(YOUR TASK) Reproduce exactly the lines that run from the start of the records below to the line with "Records are consumed", inclusive.

(Dataset entries)
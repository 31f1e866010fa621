use serde::{Deserialize, Serialize};
use serde_json::Value;

/// Raw candidate record from the CRM extract
///
/// Everything in here is untrusted: `shippingAddress` may be a structured
/// object, a loosely-quoted textual encoding of one, or absent entirely, and
/// the numeric fields may arrive as strings or garbage. Records are consumed
/// once per query and never mutated or persisted.
#[derive(Debug, Clone, Serialize, Deserialize)]
pub struct CandidateRecord {
    #[serde(rename = "recordId", default)]
    pub record_id: Option<String>,
    pub name: String,
    #[serde(rename = "shippingAddress", default)]
    pub shipping_address: Option<Value>,
    #[serde(rename = "yearBuilt", default)]
    pub year_built: Option<Value>,
    #[serde(rename = "squareFootage", default)]
    pub square_footage: Option<Value>,
}

/// The caller's search key for a reconciliation run
///
/// City/state/postal are carried through to display and export but do not
/// participate in scoring.
#[derive(Debug, Clone, Serialize, Deserialize)]
pub struct MatchQuery {
    #[serde(rename = "targetStoreName", default)]
    pub target_store_name: Option<String>,
    #[serde(rename = "targetStreet")]
    pub target_street: String,
    #[serde(default)]
    pub city: Option<String>,
    #[serde(default)]
    pub state: Option<String>,
    #[serde(rename = "postalCode", default)]
    pub postal_code: Option<String>,
}

/// Scored reconciliation result
///
/// `combined_score` is always `weights.name * name_score +
/// weights.address * address_score`, each input score in [0, 1].
#[derive(Debug, Clone, Serialize, Deserialize)]
pub struct ScoredMatch {
    #[serde(rename = "crmRecordId")]
    pub crm_record_id: Option<String>,
    #[serde(rename = "brandName")]
    pub brand_name: String,
    #[serde(rename = "extractedStreet")]
    pub extracted_street: String,
    #[serde(rename = "nameScore")]
    pub name_score: f64,
    #[serde(rename = "addressScore")]
    pub address_score: f64,
    #[serde(rename = "combinedScore")]
    pub combined_score: f64,
    #[serde(rename = "yearBuilt")]
    pub year_built: Option<i32>,
    #[serde(rename = "squareFootage")]
    pub square_footage: Option<f64>,
}

/// Competitive rate row from the third-party pricing API
#[derive(Debug, Clone, Serialize, Deserialize)]
pub struct RateRecord {
    #[serde(rename = "storeName")]
    pub store_name: String,
    #[serde(default)]
    pub address: Option<String>,
    #[serde(default)]
    pub city: Option<String>,
    #[serde(default)]
    pub state: Option<String>,
    #[serde(rename = "postalCode", default)]
    pub postal_code: Option<String>,
    #[serde(rename = "unitSize")]
    pub unit_size: String,
    #[serde(rename = "climateControlled", default)]
    pub climate_controlled: bool,
    #[serde(rename = "streetRate")]
    pub street_rate: f64,
    #[serde(rename = "webRate", default)]
    pub web_rate: Option<f64>,
    #[serde(default)]
    pub promo: Option<String>,
}

/// Confirmed link between a subject store and a CRM record
#[derive(Debug, Clone, Serialize, Deserialize)]
pub struct StoreLink {
    #[serde(rename = "subjectStoreId")]
    pub subject_store_id: String,
    #[serde(rename = "crmRecordId")]
    pub crm_record_id: String,
    #[serde(rename = "brandName")]
    pub brand_name: String,
    #[serde(rename = "extractedStreet")]
    pub extracted_street: String,
    #[serde(rename = "combinedScore")]
    pub combined_score: f64,
    #[serde(rename = "linkedAt")]
    pub linked_at: chrono::DateTime<chrono::Utc>,
}

/// Score combination weights
#[derive(Debug, Clone, Copy)]
pub struct MatchWeights {
    pub name: f64,
    pub address: f64,
}

impl Default for MatchWeights {
    fn default() -> Self {
        Self {
            name: 0.4,
            address: 0.6,
        }
    }
}

/// Inclusion thresholds for the ranker
///
/// A candidate survives if its combined score clears `min_combined` or its
/// address score alone clears `strong_address`, so a strong address match
/// can outlive a rebrand.
#[derive(Debug, Clone, Copy)]
pub struct MatchThresholds {
    pub min_combined: f64,
    pub strong_address: f64,
}

impl Default for MatchThresholds {
    fn default() -> Self {
        Self {
            min_combined: 0.3,
            strong_address: 0.5,
        }
    }
}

(TASK SOLUTION)
repository 31f1e866010fa621
use serde::{Deserialize, Serialize};
use serde_json::Value;

/// Raw candidate record from the CRM extract
///
/// Everything in here is untrusted: `shippingAddress` may be a structured
/// object, a loosely-quoted textual encoding of one, or absent entirely, and
/// the numeric fields may arrive as strings or garbage. Records are consumed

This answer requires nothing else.